● Work item: Across the data below, state how many lines hold "Bearish", and reply with nothing but that number.

● Data for review:
──────────
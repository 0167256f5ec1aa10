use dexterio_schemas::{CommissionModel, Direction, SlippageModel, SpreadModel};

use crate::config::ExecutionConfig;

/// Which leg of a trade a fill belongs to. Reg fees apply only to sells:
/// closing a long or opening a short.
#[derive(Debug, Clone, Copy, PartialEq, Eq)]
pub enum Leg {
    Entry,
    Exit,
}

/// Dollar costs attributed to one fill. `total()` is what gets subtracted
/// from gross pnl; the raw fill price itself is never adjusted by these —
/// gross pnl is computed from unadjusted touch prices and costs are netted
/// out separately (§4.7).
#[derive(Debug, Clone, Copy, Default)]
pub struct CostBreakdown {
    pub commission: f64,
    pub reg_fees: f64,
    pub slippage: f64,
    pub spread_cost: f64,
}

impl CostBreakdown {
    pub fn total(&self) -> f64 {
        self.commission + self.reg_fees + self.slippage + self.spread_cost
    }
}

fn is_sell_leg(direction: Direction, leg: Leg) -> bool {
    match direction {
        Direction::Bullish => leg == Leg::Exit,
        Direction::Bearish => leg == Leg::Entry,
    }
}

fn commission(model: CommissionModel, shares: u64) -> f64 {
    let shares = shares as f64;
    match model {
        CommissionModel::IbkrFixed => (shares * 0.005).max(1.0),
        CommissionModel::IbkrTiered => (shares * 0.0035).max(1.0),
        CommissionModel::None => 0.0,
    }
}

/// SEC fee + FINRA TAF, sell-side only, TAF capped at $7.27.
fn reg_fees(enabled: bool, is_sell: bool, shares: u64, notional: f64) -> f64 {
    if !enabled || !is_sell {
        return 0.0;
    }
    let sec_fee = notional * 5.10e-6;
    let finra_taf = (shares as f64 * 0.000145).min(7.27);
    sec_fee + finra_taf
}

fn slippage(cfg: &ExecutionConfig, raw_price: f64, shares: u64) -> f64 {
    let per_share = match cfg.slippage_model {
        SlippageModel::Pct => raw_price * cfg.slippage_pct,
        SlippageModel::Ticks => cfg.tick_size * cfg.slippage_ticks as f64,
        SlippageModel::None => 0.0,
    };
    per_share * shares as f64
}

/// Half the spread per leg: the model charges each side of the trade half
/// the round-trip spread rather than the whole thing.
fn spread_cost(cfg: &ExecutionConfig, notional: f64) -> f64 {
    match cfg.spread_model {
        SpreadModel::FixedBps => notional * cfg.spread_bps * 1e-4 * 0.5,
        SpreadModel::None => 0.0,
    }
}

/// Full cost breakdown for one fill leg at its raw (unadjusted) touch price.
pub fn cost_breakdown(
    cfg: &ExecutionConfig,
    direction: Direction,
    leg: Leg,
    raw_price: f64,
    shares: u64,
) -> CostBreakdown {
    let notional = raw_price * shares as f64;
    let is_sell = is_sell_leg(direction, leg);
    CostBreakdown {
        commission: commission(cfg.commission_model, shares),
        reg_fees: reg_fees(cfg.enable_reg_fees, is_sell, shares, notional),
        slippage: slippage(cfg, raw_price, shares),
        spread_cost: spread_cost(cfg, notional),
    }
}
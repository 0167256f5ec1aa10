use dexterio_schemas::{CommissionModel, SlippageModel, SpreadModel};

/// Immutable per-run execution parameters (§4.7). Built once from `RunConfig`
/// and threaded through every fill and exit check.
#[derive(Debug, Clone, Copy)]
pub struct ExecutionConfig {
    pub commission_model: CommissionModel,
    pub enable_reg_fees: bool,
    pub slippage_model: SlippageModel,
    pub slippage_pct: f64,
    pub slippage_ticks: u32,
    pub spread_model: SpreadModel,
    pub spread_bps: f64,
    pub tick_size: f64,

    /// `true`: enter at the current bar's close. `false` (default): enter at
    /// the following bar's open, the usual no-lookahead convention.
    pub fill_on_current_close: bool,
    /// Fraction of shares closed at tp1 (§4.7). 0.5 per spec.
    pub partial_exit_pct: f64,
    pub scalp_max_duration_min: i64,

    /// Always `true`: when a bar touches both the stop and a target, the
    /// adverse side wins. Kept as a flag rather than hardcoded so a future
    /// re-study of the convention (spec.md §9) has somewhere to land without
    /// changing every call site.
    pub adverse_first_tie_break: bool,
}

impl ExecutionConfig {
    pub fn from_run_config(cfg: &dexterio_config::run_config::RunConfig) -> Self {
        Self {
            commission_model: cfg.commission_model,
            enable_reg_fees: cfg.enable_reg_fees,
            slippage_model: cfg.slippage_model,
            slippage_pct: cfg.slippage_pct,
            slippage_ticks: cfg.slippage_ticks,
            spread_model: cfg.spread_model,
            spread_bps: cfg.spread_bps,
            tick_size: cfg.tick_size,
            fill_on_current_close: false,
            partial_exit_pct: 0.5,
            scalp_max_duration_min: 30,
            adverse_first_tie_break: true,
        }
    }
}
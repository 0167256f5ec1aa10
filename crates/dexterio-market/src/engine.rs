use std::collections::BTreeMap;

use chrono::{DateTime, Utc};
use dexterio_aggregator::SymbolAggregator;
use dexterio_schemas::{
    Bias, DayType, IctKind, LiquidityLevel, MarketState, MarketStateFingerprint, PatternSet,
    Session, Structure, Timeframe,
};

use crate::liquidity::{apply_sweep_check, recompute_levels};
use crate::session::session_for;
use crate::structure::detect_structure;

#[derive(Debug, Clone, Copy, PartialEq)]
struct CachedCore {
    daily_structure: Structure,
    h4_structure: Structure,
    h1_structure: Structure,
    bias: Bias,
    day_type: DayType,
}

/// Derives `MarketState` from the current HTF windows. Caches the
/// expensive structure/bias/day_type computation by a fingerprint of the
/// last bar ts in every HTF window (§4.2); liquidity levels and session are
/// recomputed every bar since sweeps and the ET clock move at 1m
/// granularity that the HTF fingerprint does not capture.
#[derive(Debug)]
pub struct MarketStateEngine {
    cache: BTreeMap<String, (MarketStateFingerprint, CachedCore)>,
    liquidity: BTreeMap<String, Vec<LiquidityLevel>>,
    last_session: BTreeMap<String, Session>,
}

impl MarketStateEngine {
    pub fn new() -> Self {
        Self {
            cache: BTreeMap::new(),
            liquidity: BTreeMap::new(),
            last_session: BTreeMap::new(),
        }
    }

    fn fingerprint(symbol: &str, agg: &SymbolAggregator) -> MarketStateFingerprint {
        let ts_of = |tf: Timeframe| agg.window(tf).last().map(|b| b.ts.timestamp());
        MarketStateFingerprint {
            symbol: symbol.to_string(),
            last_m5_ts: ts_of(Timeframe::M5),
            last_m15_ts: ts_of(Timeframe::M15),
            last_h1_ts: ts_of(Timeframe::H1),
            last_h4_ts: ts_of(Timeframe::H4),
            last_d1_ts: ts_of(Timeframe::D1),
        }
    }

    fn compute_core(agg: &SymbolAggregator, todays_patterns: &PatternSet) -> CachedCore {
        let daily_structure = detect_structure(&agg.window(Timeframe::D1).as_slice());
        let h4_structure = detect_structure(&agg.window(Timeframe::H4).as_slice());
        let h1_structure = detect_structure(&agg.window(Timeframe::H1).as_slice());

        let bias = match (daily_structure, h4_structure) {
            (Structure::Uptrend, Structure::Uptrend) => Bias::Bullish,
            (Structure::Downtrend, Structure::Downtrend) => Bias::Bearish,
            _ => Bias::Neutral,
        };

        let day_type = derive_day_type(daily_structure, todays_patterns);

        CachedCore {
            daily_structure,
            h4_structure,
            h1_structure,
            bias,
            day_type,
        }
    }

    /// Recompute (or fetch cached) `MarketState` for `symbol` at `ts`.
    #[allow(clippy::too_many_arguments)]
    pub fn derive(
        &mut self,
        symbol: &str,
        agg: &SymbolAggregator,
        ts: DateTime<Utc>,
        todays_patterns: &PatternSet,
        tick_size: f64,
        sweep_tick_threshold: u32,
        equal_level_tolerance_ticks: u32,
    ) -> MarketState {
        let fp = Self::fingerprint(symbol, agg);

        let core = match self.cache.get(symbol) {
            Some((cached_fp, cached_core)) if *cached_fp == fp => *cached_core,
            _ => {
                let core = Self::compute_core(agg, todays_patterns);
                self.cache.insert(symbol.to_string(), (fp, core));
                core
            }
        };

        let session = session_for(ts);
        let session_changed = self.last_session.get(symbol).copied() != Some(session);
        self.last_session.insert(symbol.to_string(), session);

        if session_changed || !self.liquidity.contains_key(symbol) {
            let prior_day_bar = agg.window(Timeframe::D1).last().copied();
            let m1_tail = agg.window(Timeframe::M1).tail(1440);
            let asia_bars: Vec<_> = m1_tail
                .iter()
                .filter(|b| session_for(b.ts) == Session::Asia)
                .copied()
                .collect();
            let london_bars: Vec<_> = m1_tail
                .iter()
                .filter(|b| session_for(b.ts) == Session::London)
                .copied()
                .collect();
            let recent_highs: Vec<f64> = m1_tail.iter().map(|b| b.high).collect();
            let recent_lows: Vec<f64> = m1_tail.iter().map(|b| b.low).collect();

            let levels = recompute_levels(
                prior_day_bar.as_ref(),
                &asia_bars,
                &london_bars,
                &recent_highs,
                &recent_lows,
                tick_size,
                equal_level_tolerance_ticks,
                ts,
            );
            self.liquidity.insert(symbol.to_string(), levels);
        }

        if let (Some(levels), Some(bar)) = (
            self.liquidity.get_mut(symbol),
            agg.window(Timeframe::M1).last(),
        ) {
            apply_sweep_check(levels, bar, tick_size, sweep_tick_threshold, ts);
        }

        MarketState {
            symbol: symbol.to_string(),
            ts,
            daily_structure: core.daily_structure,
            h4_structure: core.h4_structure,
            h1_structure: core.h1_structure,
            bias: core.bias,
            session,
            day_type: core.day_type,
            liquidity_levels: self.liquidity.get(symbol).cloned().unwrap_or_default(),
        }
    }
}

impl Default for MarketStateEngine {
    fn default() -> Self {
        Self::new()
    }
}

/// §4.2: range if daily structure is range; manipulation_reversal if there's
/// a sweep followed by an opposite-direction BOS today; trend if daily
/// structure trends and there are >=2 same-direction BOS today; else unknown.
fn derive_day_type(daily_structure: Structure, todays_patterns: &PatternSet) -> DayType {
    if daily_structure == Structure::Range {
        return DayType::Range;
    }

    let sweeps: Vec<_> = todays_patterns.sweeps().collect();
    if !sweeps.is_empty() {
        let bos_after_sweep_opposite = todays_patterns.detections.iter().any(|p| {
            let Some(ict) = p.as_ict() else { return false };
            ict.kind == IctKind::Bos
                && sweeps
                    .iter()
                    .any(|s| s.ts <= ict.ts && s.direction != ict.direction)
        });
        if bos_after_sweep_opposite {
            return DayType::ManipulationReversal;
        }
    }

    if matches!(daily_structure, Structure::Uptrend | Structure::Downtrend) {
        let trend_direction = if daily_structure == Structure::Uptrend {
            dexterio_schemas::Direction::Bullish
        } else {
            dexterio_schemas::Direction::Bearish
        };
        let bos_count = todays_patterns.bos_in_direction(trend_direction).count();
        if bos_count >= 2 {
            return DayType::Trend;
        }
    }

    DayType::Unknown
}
──────────
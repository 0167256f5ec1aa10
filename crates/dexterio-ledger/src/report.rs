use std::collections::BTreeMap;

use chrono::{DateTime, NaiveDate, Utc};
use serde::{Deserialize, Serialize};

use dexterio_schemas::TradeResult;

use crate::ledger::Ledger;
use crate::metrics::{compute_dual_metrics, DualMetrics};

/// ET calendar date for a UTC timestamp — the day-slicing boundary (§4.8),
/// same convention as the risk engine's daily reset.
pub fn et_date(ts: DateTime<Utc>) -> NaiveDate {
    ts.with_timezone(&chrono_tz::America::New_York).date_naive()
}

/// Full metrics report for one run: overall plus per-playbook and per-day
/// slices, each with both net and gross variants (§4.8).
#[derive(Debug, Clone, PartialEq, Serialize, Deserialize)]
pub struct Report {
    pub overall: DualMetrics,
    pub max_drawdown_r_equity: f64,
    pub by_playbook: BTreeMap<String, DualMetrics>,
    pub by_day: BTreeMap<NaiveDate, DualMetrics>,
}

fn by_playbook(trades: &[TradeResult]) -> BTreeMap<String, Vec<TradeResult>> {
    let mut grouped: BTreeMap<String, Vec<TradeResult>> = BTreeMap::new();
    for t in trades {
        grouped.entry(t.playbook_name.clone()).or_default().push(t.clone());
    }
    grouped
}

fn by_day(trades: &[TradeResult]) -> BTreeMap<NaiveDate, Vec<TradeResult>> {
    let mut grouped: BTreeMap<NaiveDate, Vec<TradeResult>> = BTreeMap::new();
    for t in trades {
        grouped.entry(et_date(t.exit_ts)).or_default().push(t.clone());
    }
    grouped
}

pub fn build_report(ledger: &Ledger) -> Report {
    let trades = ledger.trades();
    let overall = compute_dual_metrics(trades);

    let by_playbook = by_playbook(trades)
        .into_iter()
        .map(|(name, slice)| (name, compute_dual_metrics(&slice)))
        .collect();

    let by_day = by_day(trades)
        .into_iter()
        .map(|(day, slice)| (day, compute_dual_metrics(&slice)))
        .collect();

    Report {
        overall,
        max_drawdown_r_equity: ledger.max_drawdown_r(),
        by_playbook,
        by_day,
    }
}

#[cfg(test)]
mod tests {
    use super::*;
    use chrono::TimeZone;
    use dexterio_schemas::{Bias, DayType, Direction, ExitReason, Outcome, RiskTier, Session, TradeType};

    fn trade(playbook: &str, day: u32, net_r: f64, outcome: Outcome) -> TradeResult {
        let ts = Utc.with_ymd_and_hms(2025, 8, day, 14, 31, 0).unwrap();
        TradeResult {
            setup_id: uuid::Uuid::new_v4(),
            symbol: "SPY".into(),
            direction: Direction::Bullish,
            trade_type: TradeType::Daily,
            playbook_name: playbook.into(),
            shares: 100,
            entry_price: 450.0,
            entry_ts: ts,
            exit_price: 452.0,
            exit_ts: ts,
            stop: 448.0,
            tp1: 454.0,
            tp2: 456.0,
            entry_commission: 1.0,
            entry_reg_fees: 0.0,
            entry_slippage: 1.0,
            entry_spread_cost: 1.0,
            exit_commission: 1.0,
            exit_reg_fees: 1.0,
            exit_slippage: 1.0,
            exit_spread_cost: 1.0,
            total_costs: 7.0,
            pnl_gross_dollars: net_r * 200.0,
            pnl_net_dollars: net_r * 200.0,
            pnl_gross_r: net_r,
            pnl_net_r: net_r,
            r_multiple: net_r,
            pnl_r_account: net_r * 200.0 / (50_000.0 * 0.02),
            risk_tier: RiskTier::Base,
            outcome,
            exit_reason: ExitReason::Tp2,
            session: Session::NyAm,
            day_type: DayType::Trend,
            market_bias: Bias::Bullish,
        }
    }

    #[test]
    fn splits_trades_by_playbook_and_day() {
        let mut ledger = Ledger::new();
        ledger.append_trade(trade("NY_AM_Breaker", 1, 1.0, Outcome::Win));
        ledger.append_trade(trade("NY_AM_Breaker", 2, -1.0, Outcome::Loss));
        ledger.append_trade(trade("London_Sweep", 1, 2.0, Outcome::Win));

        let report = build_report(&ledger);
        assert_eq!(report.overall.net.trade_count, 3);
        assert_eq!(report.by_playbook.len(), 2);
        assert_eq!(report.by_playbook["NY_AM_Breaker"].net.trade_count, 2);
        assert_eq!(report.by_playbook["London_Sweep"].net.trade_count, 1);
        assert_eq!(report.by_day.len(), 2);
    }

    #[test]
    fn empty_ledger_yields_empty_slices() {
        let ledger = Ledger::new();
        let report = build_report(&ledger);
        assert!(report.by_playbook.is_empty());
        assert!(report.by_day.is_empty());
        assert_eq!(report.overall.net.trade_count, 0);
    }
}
──────────
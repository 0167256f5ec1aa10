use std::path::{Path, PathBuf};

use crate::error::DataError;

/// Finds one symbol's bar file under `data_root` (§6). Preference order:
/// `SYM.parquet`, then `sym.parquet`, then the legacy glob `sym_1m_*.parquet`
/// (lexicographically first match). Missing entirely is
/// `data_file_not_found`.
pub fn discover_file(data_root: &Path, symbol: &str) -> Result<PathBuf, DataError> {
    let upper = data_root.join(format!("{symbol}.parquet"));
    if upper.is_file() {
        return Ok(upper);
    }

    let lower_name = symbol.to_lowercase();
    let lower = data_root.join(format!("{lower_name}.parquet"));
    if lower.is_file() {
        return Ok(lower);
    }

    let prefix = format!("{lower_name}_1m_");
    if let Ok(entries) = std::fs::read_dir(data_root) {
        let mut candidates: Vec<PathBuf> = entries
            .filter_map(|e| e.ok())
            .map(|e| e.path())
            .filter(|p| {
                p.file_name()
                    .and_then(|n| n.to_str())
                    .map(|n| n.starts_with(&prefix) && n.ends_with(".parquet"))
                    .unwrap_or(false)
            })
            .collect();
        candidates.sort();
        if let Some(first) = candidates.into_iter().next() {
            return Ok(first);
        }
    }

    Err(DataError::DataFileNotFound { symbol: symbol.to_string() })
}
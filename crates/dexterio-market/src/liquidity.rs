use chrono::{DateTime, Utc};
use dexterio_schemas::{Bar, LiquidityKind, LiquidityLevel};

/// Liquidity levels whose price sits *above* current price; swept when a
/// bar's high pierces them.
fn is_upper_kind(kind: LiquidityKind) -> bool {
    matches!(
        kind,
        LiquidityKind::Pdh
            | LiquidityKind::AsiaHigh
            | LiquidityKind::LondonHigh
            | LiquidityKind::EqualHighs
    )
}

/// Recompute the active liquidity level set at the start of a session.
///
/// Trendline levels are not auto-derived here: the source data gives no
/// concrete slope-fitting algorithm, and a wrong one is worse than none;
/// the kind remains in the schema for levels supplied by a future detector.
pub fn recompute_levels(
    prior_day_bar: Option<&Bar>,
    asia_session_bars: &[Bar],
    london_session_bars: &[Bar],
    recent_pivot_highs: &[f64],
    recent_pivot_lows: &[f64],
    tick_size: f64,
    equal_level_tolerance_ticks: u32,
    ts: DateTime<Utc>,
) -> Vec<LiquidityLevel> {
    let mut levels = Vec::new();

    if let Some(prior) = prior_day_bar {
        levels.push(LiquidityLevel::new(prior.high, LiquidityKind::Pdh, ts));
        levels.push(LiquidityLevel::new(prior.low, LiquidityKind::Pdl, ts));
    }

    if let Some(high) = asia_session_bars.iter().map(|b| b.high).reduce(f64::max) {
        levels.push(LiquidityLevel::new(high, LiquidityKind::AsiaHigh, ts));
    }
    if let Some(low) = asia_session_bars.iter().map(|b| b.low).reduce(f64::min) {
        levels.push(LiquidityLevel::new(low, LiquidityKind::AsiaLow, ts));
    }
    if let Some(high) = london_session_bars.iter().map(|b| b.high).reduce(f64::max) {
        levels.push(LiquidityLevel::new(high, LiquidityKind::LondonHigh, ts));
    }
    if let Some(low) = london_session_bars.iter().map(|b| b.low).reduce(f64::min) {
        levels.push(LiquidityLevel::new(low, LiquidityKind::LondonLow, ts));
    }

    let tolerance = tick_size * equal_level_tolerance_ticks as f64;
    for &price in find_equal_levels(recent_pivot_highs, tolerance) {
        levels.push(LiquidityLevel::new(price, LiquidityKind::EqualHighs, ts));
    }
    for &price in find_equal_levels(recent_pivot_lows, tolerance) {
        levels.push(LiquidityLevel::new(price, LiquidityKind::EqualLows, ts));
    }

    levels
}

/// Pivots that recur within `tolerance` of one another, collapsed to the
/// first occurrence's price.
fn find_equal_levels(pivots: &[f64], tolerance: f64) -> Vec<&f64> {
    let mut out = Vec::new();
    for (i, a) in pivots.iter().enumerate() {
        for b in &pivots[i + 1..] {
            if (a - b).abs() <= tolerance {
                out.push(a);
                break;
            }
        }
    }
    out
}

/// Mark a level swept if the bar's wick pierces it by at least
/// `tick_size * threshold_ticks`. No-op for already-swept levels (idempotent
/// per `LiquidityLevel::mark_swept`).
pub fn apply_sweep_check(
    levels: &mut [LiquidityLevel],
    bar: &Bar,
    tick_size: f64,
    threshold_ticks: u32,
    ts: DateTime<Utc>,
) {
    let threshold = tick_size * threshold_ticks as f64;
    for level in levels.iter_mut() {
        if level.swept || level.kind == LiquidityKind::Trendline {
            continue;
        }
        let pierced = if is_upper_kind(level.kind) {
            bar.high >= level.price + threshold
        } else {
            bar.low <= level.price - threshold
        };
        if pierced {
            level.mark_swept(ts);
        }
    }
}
──────────
● Exercise answer: 3